**What you are asked to do**
All lines in the data below carrying the string "models" are to be located and copied.

Stored data entries:
== Segment start ==
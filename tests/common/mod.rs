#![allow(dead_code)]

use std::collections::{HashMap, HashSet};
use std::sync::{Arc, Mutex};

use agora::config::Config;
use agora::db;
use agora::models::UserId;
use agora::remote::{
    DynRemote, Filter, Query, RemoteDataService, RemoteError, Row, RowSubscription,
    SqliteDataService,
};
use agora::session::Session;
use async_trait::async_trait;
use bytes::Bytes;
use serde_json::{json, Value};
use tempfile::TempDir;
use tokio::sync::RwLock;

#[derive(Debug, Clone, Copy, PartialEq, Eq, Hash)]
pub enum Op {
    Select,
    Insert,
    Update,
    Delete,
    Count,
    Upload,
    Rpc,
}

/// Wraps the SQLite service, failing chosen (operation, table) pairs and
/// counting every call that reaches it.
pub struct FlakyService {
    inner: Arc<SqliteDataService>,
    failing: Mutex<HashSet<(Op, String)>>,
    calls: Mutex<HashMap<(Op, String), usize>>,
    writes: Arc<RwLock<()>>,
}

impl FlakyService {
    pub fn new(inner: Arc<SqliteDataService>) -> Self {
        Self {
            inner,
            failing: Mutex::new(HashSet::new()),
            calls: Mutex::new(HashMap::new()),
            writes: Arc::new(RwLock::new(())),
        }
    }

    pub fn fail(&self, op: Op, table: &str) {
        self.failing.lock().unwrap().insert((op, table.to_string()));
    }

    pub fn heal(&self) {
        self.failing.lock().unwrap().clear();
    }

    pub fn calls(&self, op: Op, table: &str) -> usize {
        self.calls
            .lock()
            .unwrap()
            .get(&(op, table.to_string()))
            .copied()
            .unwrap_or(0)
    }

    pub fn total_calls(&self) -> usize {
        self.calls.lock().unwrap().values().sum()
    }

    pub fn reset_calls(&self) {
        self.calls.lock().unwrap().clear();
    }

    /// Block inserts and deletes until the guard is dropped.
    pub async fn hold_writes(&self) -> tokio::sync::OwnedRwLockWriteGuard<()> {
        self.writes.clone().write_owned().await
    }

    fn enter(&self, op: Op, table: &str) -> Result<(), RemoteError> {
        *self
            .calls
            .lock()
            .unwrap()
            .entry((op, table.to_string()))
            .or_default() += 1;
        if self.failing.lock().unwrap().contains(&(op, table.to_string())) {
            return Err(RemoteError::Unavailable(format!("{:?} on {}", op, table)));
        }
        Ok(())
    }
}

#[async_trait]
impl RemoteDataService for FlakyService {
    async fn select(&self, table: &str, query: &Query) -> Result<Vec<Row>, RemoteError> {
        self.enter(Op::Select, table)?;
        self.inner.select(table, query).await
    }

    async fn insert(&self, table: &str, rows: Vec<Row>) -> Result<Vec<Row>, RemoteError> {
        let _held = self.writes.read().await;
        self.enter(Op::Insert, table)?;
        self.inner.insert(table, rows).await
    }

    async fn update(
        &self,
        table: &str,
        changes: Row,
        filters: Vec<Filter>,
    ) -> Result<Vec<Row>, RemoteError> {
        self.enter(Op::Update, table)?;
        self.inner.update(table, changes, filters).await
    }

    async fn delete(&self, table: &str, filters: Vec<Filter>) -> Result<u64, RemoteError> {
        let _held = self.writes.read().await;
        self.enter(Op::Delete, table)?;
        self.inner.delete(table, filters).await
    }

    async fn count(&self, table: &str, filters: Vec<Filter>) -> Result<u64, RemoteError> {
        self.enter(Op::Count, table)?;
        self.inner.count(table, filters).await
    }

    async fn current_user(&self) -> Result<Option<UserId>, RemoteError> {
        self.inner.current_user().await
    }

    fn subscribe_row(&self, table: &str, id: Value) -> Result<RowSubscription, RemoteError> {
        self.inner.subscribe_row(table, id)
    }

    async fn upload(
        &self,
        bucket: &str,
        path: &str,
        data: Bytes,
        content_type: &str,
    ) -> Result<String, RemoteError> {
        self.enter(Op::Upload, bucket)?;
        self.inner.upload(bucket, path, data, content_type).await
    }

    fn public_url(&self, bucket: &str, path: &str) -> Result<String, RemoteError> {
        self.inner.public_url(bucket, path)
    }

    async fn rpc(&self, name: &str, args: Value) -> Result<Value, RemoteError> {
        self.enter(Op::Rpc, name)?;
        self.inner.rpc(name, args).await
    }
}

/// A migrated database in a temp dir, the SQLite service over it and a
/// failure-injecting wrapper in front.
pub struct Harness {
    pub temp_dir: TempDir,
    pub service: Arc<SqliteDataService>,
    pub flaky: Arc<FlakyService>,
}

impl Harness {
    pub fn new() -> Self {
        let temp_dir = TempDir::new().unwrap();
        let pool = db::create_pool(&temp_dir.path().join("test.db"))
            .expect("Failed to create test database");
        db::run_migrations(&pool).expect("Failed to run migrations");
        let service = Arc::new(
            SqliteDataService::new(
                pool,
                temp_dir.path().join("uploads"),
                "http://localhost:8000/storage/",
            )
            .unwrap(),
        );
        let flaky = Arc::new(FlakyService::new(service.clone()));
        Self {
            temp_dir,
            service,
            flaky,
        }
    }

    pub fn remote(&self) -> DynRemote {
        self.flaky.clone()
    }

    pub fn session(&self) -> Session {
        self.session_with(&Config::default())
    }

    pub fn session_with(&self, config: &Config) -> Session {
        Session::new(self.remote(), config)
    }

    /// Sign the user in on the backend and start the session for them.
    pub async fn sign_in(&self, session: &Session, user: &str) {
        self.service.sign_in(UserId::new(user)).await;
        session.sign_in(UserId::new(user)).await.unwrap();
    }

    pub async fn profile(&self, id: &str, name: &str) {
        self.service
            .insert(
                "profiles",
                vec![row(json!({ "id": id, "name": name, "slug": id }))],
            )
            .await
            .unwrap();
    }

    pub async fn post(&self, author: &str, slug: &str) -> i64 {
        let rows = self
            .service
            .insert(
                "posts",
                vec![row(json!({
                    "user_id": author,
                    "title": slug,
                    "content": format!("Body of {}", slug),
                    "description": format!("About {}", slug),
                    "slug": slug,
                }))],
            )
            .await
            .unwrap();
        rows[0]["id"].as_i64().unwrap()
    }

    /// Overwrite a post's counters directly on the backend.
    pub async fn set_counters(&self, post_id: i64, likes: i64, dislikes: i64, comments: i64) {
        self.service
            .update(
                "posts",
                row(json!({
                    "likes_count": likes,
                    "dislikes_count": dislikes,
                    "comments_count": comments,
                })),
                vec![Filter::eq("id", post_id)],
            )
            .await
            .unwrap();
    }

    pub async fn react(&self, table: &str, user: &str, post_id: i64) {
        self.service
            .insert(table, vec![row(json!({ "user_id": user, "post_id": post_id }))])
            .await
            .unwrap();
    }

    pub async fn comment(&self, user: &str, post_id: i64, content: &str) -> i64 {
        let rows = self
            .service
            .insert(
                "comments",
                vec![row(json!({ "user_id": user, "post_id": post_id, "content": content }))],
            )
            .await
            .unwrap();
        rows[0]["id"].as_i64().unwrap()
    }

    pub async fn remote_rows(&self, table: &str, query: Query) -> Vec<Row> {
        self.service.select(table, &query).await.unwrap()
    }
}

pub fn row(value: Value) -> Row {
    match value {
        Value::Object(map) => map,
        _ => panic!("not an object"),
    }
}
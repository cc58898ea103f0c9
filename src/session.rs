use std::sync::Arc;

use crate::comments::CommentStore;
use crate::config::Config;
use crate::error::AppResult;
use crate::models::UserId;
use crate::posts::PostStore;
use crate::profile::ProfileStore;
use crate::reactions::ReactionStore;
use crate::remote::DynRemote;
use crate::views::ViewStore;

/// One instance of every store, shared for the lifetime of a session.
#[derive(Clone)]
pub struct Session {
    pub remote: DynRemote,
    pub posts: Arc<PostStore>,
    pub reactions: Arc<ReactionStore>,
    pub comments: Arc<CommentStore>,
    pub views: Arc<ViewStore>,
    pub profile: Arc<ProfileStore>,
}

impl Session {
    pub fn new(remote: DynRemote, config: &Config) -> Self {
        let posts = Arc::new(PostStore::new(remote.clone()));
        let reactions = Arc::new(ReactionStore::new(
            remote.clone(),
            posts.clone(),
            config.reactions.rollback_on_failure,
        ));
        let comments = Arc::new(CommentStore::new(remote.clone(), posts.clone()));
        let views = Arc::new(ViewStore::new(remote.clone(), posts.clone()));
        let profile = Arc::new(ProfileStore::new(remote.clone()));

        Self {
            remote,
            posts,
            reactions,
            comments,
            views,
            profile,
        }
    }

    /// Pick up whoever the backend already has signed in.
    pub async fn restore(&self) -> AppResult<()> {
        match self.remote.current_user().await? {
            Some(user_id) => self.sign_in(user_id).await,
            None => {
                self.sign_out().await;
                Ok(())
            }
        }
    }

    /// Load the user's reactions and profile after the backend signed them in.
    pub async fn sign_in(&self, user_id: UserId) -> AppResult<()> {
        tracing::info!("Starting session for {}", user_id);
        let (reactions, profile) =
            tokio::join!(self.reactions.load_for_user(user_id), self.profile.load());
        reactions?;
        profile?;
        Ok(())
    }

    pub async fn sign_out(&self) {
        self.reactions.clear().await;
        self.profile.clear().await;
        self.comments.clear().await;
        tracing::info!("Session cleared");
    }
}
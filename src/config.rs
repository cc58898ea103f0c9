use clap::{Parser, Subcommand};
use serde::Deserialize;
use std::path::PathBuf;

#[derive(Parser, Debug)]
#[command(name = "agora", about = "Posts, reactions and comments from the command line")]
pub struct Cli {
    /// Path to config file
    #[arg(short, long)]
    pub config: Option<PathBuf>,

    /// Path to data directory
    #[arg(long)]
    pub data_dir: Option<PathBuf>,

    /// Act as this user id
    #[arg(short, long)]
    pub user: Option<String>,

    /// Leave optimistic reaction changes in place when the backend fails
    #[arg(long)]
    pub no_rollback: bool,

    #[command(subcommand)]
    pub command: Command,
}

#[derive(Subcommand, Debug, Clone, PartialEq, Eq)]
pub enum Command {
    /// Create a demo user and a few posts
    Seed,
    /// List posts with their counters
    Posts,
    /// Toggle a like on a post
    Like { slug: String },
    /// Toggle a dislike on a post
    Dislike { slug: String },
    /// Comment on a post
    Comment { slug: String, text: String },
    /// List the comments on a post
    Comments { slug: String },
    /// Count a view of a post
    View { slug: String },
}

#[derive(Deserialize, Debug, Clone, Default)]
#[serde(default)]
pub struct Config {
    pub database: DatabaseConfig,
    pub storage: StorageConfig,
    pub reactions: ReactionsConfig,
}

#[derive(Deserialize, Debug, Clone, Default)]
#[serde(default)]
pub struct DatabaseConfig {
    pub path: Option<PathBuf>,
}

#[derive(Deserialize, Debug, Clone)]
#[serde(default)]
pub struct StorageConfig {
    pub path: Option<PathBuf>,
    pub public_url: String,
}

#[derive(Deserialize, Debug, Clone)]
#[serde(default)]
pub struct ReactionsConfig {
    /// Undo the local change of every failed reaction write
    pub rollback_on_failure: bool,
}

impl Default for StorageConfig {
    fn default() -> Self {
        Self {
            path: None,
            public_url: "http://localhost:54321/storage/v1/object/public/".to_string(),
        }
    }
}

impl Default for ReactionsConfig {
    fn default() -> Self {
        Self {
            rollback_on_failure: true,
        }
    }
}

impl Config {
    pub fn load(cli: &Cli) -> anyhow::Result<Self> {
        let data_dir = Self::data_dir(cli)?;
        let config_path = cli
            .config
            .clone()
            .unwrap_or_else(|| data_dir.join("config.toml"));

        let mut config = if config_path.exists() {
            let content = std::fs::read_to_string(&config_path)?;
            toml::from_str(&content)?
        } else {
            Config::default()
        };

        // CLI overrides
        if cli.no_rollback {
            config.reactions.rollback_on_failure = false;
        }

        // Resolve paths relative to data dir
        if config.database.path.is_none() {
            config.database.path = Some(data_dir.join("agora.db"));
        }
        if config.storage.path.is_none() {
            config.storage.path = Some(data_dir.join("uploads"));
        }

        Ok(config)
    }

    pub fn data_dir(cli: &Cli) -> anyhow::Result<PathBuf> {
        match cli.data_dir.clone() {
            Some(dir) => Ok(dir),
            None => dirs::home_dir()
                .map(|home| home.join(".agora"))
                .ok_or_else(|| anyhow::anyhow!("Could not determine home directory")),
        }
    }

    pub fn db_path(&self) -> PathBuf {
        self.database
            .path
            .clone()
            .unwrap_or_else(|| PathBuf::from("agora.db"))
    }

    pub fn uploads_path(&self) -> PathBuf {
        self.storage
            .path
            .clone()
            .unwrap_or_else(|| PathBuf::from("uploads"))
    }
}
== Segment end ==
**Answer to this task**
use agora::models::UserId;
use crate::models::UserId;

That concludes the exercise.